Collected data entries

* * * * * * * * *

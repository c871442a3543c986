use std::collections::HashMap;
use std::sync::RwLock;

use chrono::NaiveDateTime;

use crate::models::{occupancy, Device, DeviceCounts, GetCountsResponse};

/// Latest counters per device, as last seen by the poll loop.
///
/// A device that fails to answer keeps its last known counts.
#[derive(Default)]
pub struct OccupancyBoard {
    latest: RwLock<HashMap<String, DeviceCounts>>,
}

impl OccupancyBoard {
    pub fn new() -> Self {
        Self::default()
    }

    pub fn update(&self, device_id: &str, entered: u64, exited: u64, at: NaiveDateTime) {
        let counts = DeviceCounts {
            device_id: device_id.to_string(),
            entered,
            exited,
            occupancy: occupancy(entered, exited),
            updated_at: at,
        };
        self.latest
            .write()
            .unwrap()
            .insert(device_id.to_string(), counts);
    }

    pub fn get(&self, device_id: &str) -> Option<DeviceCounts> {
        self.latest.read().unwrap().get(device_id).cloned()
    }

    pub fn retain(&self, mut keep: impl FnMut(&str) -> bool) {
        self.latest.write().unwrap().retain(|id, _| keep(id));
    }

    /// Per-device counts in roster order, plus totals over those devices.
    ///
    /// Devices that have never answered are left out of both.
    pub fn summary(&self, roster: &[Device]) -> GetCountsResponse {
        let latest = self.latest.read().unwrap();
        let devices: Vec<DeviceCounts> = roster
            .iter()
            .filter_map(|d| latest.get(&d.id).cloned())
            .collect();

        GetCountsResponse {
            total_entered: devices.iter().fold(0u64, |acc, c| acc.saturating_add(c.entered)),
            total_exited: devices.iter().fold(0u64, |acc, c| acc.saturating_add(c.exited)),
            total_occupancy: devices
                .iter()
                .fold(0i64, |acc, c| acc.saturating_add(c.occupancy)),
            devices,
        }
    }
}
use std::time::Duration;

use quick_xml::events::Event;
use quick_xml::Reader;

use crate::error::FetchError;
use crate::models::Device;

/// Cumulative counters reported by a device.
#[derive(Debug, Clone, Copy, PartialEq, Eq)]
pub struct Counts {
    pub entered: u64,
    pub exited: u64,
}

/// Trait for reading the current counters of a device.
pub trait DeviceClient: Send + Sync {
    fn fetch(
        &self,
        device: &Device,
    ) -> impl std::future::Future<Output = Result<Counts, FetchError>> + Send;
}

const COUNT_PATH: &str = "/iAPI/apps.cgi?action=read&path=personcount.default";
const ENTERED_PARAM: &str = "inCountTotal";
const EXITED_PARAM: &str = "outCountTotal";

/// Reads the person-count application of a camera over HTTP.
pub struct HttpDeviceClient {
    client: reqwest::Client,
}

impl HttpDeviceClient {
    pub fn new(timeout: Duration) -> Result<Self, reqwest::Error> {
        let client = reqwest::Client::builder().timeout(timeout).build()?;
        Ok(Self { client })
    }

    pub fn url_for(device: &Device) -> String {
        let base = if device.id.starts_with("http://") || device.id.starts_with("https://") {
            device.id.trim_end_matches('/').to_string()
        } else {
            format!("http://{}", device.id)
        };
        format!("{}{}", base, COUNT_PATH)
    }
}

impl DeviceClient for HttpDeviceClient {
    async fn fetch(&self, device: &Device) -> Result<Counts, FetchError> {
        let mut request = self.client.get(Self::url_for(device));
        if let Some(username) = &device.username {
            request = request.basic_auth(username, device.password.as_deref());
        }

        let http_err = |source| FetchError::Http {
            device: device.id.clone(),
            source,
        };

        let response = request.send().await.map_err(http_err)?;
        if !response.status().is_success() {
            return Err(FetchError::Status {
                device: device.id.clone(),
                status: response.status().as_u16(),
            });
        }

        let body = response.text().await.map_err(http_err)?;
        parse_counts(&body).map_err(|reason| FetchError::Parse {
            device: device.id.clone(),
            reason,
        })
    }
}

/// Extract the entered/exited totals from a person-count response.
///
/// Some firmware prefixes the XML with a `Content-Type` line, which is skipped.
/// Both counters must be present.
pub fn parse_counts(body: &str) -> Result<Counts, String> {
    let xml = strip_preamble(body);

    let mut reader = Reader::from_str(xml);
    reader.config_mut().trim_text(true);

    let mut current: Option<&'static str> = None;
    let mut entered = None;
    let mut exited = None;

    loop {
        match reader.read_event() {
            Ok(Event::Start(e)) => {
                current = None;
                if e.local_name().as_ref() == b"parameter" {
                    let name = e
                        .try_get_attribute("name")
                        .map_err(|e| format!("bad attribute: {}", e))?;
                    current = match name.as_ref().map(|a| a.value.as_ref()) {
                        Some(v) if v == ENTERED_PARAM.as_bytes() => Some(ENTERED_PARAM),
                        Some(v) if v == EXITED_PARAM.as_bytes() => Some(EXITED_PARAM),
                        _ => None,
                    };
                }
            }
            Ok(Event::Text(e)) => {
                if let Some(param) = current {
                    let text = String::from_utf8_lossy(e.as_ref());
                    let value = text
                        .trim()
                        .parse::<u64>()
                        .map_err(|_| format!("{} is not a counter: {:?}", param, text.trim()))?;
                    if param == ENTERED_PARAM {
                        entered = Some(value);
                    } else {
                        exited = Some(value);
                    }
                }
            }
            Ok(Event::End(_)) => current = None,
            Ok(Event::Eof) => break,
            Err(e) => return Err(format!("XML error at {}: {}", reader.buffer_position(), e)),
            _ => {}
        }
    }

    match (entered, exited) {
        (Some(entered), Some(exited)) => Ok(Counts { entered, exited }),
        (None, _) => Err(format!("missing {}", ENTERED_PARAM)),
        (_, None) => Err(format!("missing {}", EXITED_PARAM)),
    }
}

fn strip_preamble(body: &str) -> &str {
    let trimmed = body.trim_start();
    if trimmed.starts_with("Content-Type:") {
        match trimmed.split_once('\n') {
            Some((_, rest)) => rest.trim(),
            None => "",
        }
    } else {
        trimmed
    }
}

* * * * * * * * *

= WHAT IS BEING ASKED =
Which lines above carry the string "request"? Copy those lines.

= SOLUTION TO THIS PROBLEM =
        let mut request = self.client.get(Self::url_for(device));
            request = request.basic_auth(username, device.password.as_deref());
        let response = request.send().await.map_err(http_err)?;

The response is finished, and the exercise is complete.